Thanks.  That rules out my guess.  I don't have another guess at this time.


On Fri, Mar 15, 2019 at 4:46 PM Noah Misch <noah@leadboat.com> wrote:
> Thanks.  That rules out my guess.  I don't have another guess at this time.

Even though I can't reproduce the problem myself, I'm quite keen to go
ahead and push the patch I proposed for v12 anyway, and close this
case.  Otherwise this problem could just keep coming back until
libldap.so is eventually entirely phased out by all distros.  In 2023
I want to be working on quantum parallelism or something, not LDAP bug
reports.  Any objections?

-- 
Thomas Munro
https://enterprisedb.com


Thomas Munro <thomas.munro@gmail.com> writes:
> Even though I can't reproduce the problem myself, I'm quite keen to go
> ahead and push the patch I proposed for v12 anyway, and close this
> case.  Otherwise this problem could just keep coming back until
> libldap.so is eventually entirely phased out by all distros.  In 2023
> I want to be working on quantum parallelism or something, not LDAP bug
> reports.  Any objections?

Do we have any clear reason to believe this'd actually fix Mike's problem?
AFAIK the analogy to the old destructor-conflict issue is just a guess,
and we don't really know exactly what is going wrong.

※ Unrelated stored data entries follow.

// Rust Bitcoin Library
// Written in 2014 by
//     Andrew Poelstra <apoelstra@wpsoftware.net>
// To the extent possible under law, the author(s) have dedicated all
// copyright and related and neighboring rights to this software to
// the public domain worldwide. This software is distributed without
// any warranty.
//
// You should have received a copy of the CC0 Public Domain Dedication
// along with this software.
// If not, see <http://creativecommons.org/publicdomain/zero/1.0/>.
//
// Changes for rust-tapyrus is licensed as below.
// Copyright (c) 2019 Chaintope Inc.
// Distributed under the MIT software license, see the accompanying
// file COPYING or http://www.opensource.org/licenses/mit-license.php.
//

//! Addresses
//!
//! Three address families share the [`AddressEncoding`] view:
//!
//! * [`LegacyAddress`]: Base58Check over a version byte and a 20-byte hash,
//! * [`CashAddress`]: CashAddr under a network prefix,
//! * [`StealthAddress`]: Base58Check over a 71-byte dual-key record.
//!
//! [`Address`] is the sum of the three and parses any of them.
//!
//! # Example: one hash, both string forms
//!
//! ```rust
//! use coinaddr::{Address, AddressEncoding, AddressType, Network};
//!
//! let legacy: Address = "mjNkq5ycsAfY9Vybo9jG8wbkC5mbpo4xgC".parse().unwrap();
//! let cash: Address = "bchtest:qq498xkl67h0espwqxttfn8hdt4g3g05wqtqeyg993".parse().unwrap();
//!
//! assert_eq!(legacy.network(), Network::Testnet);
//! assert_eq!(legacy.address_type(), AddressType::PubkeyHash);
//! assert_eq!(legacy.data(), cash.data());
//! assert_eq!(legacy.cashaddr(), cash.to_string());
//! ```

use std::fmt::{self, Display, Formatter};
use std::str::FromStr;

use crate::network::constants::{stealth_candidates, Network};
use crate::util::{base58, cashaddr};

pub mod error;
pub mod version;
mod cash;
mod legacy;
mod stealth;

pub use self::cash::CashAddress;
pub use self::error::{Error, Malformed, UnknownAddressTypeError};
pub use self::legacy::{LegacyAddress, HASH_LEN};
pub use self::stealth::{StealthAddress, KEY_LEN, RECORD_LEN};

/// Longest Base58Check string any address family produces. A stealth record
/// with its checksum takes at most 103 characters.
const MAX_BASE58_LEN: usize = 110;

/// Base58Check-decodes an address string. Base58 decoding is quadratic in
/// the input, so over-long strings are refused before it starts.
pub(crate) fn decode_base58check(s: &str) -> Result<Vec<u8>, Error> {
    if s.len() > MAX_BASE58_LEN {
        return Err(base58::Error::InvalidLength(s.len()).into());
    }
    Ok(base58::from_check(s)?)
}

/// The different kinds of payload an address carries.
#[derive(Debug, Clone, Copy, PartialEq, Eq, PartialOrd, Ord, Hash)]
pub enum AddressType {
    /// pay-to-pubkey-hash
    PubkeyHash,
    /// pay-to-script-hash
    ScriptHash,
    /// scan and spend public keys of a stealth address
    StealthHash,
}

impl fmt::Display for AddressType {
    fn fmt(&self, f: &mut fmt::Formatter) -> fmt::Result {
        f.write_str(match *self {
            AddressType::PubkeyHash => "p2pkh",
            AddressType::ScriptHash => "p2sh",
            AddressType::StealthHash => "stealth",
        })
    }
}

impl FromStr for AddressType {
    type Err = UnknownAddressTypeError;
    fn from_str(s: &str) -> Result<Self, Self::Err> {
        match s {
            "p2pkh" => Ok(AddressType::PubkeyHash),
            "p2sh" => Ok(AddressType::ScriptHash),
            "stealth" => Ok(AddressType::StealthHash),
            _ => Err(UnknownAddressTypeError(s.to_owned())),
        }
    }
}

/// Read-only view shared by every address family.
pub trait AddressEncoding {
    /// The network the address belongs to.
    fn network(&self) -> Network;

    /// The kind of payload.
    fn address_type(&self) -> AddressType;

    /// The payload: a hash, or the whole record for stealth addresses.
    fn data(&self) -> &[u8];

    /// Serialized public key the address was built from, if it was built
    /// from one rather than parsed.
    fn public_key(&self) -> Option<&[u8]>;

    /// The Base58Check string.
    fn base58(&self) -> &str;

    /// The CashAddr string, empty where the family has no CashAddr form.
    fn cashaddr(&self) -> &str;
}

/// Any address.
#[derive(Clone, PartialEq, Eq, Hash)]
pub enum Address {
    /// Base58Check address
    Legacy(LegacyAddress),
    /// CashAddr address
    Cash(CashAddress),
    /// Stealth address
    Stealth(StealthAddress),
}

impl Address {
    /// The legacy form of a pubkey-hash or script-hash address.
    pub fn to_legacy(&self) -> Option<LegacyAddress> {
        match *self {
            Address::Legacy(ref addr) => Some(addr.clone()),
            Address::Cash(ref addr) => Some(addr.clone().into()),
            Address::Stealth(_) => None,
        }
    }

    /// The CashAddr form of a pubkey-hash or script-hash address.
    pub fn to_cash(&self) -> Option<CashAddress> {
        match *self {
            Address::Legacy(ref addr) => Some(addr.clone().into()),
            Address::Cash(ref addr) => Some(addr.clone()),
            Address::Stealth(_) => None,
        }
    }

    fn inner(&self) -> &dyn AddressEncoding {
        match *self {
            Address::Legacy(ref addr) => addr,
            Address::Cash(ref addr) => addr,
            Address::Stealth(ref addr) => addr,
        }
    }
}

impl AddressEncoding for Address {
    fn network(&self) -> Network {
        self.inner().network()
    }

    fn address_type(&self) -> AddressType {
        self.inner().address_type()
    }

    fn data(&self) -> &[u8] {
        self.inner().data()
    }

    fn public_key(&self) -> Option<&[u8]> {
        self.inner().public_key()
    }

    fn base58(&self) -> &str {
        self.inner().base58()
    }

    fn cashaddr(&self) -> &str {
        self.inner().cashaddr()
    }
}

impl From<LegacyAddress> for Address {
    fn from(addr: LegacyAddress) -> Address {
        Address::Legacy(addr)
    }
}

impl From<CashAddress> for Address {
    fn from(addr: CashAddress) -> Address {
        Address::Cash(addr)
    }
}

impl From<StealthAddress> for Address {
    fn from(addr: StealthAddress) -> Address {
        Address::Stealth(addr)
    }
}

impl Display for Address {
    fn fmt(&self, fmt: &mut Formatter) -> fmt::Result {
        match *self {
            Address::Legacy(ref addr) => Display::fmt(addr, fmt),
            Address::Cash(ref addr) => Display::fmt(addr, fmt),
            Address::Stealth(ref addr) => Display::fmt(addr, fmt),
        }
    }
}

impl fmt::Debug for Address {
    fn fmt(&self, f: &mut Formatter) -> fmt::Result {
        write!(f, "{}", self.to_string())
    }
}

impl FromStr for Address {
    type Err = Error;

    /// A `:` selects CashAddr. Anything else is Base58Check, decoded once and
    /// routed to the stealth family when its version byte is a stealth one.
    fn from_str(s: &str) -> Result<Address, Error> {
        if s.contains(cashaddr::SEPARATOR) {
            return CashAddress::from_str(s).map(Address::Cash);
        }

        let body = decode_base58check(s).map_err(|e| {
            trace!("rejected address {:?}: {}", s, e);
            e
        })?;
        let is_stealth = body
            .first()
            .map_or(false, |&version| stealth_candidates(version).next().is_some());

        let parsed = if is_stealth {
            StealthAddress::from_body(&body).map(Address::Stealth)
        } else {
            LegacyAddress::from_body(&body).map(Address::Legacy)
        };
        parsed.map_err(|e| {
            trace!("rejected address {:?}: {}", s, e);
            e
        })
    }
}

serde_string_impl!(Address, "a legacy, cashaddr or stealth address");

It's reasonable to assume that the proposed patch won't cause real issues
on any modern platform, but I'm not sure we can assume that for old ones,
so the whole thing is making me a bit nervous.  Still, it's nice
simplification to not have different frontend and backend LDAP libs.

As far as the specifics of the patch go, I don't like that you didn't
adjust any of the comments near pthread_is_threaded_np() usages.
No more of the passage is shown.